For grief there is no known consolation. It is useless to fill our hearts with bubbles. A loved one gone is gone, and as to the future—even if there is a future—it is unknown. To assure ourselves otherwise is to soothe the mind with illusions; the bitterness of it is inconsolable. The sentiments of trust chipped out on tombstones are touching instances of the innate goodness of the human heart, which naturally longs for good, and sighs itself to sleep in the hope that, if parted, the parting is for the benefit of those that are gone. But these inscriptions are also awful instances of the deep intellectual darkness which presses still on the minds of men. The least thought erases them. There is no consolation. There is no relief. There is no hope certain; the whole system is a mere illusion. I, who hope so much, and am so rapt up in the soul, know full well that there is no certainty.

I am obliged by facts and incontrovertible argument to conclude that death is not inevitable to the ideal man. He is shaped for a species of physical immortality. The beauty of form of the ideal human being indicates immortality—the contour, the curve, the outline answer to the idea of life. In the course of ages united effort long-continued may eliminate those causes of decay which have grown up in ages past, and after that has been done advance farther and improve the natural state. As a river brings down suspended particles of sand, and depositing them at its mouth forms a delta and a new country; as the air and the rain and the heat of the sun dessicate the rocks and slowly wear down mountains into sand, so the united action of the human race, continued through centuries, may build up the ideal man and woman. Each individual labouring in his day through geological time in front must produce an effect. The instance of Sparta, where so much was done in a few centuries, is almost proof of it.

These things speak with a voice of thunder. From every human being whose body has been racked by pain, from every human being who has suffered from accident or disease, from every human being drowned, burned, or slain by negligence, there goes up a continually increasing cry louder than the thunder. An awe-inspiring cry dread to listen to, which no one dares listen to, against which ears are stopped by the wax of superstition, and the wax of criminal selfishness:— These miseries are your doing, because you have mind and thought, and could have prevented them. You can prevent them in the future. You do not even try.
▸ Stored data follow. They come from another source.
//! Periodic refresh of the watched station board.
//!
//! The dashboard shows one station at a time. When the user picks a station,
//! `LiveBoard::watch` cancels the previous refresh cycle and starts a new one
//! that refetches trains and recomputes the board on a fixed interval. Stale
//! ticks from a superseded cycle are discarded, so cycles for different
//! stations never overlap.

use std::sync::atomic::{AtomicU64, Ordering};
use std::sync::Arc;

use chrono::{DateTime, FixedOffset, Local};
use futures::future::{AbortHandle, Abortable};
use tokio::sync::{Mutex, RwLock};
use tracing::{debug, info, warn};

use crate::board::{Board, BoardConfig, compute_board};
use crate::digitraffic::DigitrafficError;
use crate::domain::{Station, StationCode};
use crate::source::DataSource;
use crate::stations::StationRegistry;

/// Source of "now" for board computation.
pub type Clock = fn() -> DateTime<FixedOffset>;

fn local_now() -> DateTime<FixedOffset> {
    Local::now().fixed_offset()
}

/// Latest state of the watched board.
#[derive(Debug, Clone)]
pub struct LiveSnapshot {
    pub station: Station,
    pub board: Board,
    /// Message from the last failed refresh, cleared on success.
    pub last_error: Option<String>,
    /// Successful refreshes since the station was selected.
    pub refreshes: u64,
}

struct WatchTask {
    station: StationCode,
    abort: AbortHandle,
}

/// Owner of the repeating refresh task and the board it maintains.
pub struct LiveBoard {
    source: DataSource,
    stations: StationRegistry,
    config: BoardConfig,
    clock: Clock,
    generation: Arc<AtomicU64>,
    latest: Arc<RwLock<Option<LiveSnapshot>>>,
    task: Mutex<Option<WatchTask>>,
}

impl LiveBoard {
    pub fn new(source: DataSource, stations: StationRegistry, config: BoardConfig) -> Self {
        Self {
            source,
            stations,
            config,
            clock: local_now,
            generation: Arc::new(AtomicU64::new(0)),
            latest: Arc::new(RwLock::new(None)),
            task: Mutex::new(None),
        }
    }

    /// Replace the clock (for tests).
    pub fn with_clock(mut self, clock: Clock) -> Self {
        self.clock = clock;
        self
    }

    pub fn config(&self) -> &BoardConfig {
        &self.config
    }

    /// Current time according to this board's clock.
    pub fn now(&self) -> DateTime<FixedOffset> {
        (self.clock)()
    }

    /// Fetch trains and compute a fresh board for `station`.
    pub async fn compute(&self, station: &StationCode) -> Result<Board, DigitrafficError> {
        refresh_board(&self.source, &self.stations, &self.config, self.clock, station).await
    }

    /// Start refreshing `station`, superseding any previous cycle.
    ///
    /// `initial` becomes the current snapshot immediately; the first refresh
    /// happens one interval later. Concurrent calls are serialized on the
    /// task slot, so the stored task always belongs to the newest cycle.
    pub async fn watch(&self, station: Station, initial: Board) {
        let mut task = self.task.lock().await;
        let generation = self.generation.fetch_add(1, Ordering::SeqCst) + 1;
        cancel(&mut task);

        *self.latest.write().await = Some(LiveSnapshot {
            station: station.clone(),
            board: initial,
            last_error: None,
            refreshes: 0,
        });

        let (abort, registration) = AbortHandle::new_pair();
        let cycle = RefreshCycle {
            source: self.source.clone(),
            stations: self.stations.clone(),
            config: self.config.clone(),
            clock: self.clock,
            generation,
            current_generation: self.generation.clone(),
            latest: self.latest.clone(),
            station: station.short_code.clone(),
        };
        tokio::spawn(Abortable::new(cycle.run(), registration));

        info!(station = %station.short_code, interval = ?self.config.refresh_interval, "watching station");

        *task = Some(WatchTask {
            station: station.short_code,
            abort,
        });
    }

    /// Stop refreshing and forget the current board.
    pub async fn stop(&self) {
        let mut task = self.task.lock().await;
        self.generation.fetch_add(1, Ordering::SeqCst);
        cancel(&mut task);
        *self.latest.write().await = None;
    }

    /// The station currently being refreshed.
    pub async fn watched(&self) -> Option<StationCode> {
        self.task.lock().await.as_ref().map(|t| t.station.clone())
    }

    /// Latest snapshot of the watched board.
    pub async fn snapshot(&self) -> Option<LiveSnapshot> {
        self.latest.read().await.clone()
    }
}

impl Drop for LiveBoard {
    fn drop(&mut self) {
        cancel(self.task.get_mut());
    }
}

fn cancel(task: &mut Option<WatchTask>) {
    if let Some(previous) = task.take() {
        debug!(station = %previous.station, "cancelling refresh cycle");
        previous.abort.abort();
    }
}

/// One station's refresh loop.
struct RefreshCycle {
    source: DataSource,
    stations: StationRegistry,
    config: BoardConfig,
    clock: Clock,
    generation: u64,
    current_generation: Arc<AtomicU64>,
    latest: Arc<RwLock<Option<LiveSnapshot>>>,
    station: StationCode,
}

impl RefreshCycle {
    async fn run(self) {
        let mut interval = tokio::time::interval(self.config.refresh_interval);
        interval.tick().await; // First tick is immediate, skip it

        loop {
            interval.tick().await;

            let result = refresh_board(
                &self.source,
                &self.stations,
                &self.config,
                self.clock,
                &self.station,
            )
            .await;

            let mut latest = self.latest.write().await;
            if self.current_generation.load(Ordering::SeqCst) != self.generation {
                return;
            }
            let Some(snapshot) = latest.as_mut() else {
                return;
            };

            match result {
                Ok(board) => {
                    debug!(station = %self.station, entries = board.entries.len(), "board refreshed");
                    snapshot.board = board;
                    snapshot.last_error = None;
                    snapshot.refreshes += 1;
                }
                Err(e) => {
                    warn!(station = %self.station, error = %e, "board refresh failed, keeping last board");
                    snapshot.last_error = Some(e.to_string());
                }
            }
        }
    }
}

async fn refresh_board(
    source: &DataSource,
    stations: &StationRegistry,
    config: &BoardConfig,
    clock: Clock,
    station: &StationCode,
) -> Result<Board, DigitrafficError> {
    let trains = source
        .fetch_live_trains(station, config.live_trains_query())
        .await?;
    let directory = stations.current().await;
    Ok(compute_board(clock(), station, &trains, &directory))
}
At this hour, out of thirty-four millions who inhabit this country, two-thirds—say twenty-two millions—live within thirty years of that abominable institution the poorhouse. That any human being should dare to apply to another the epithet 'pauper' is, to me, the greatest, the vilest, the most unpardonable crime that could be committed. Each human being, by mere birth, has a birthright in this earth and all its productions; and if they do not receive it, then it is they who are injured, and it is not the 'pauper'—oh, inexpressibly wicked word!—it is the well-to-do, who are the criminal classes. It matters not in the least if the poor be improvident, or drunken, or evil in any way. Food and drink, roof and clothes, are the inalienable right of every child born into the light. If the world does not provide it freely—not as a grudging gift but as a right, as a son of the house sits down to breakfast—then is the world mad. But the world is not mad, only in ignorance—an interested ignorance, kept up by strenuous exertions, from which infernal darkness it will, in course of time, emerge, marvelling at the past as a man wonders at and glories in the light who has escaped from blindness.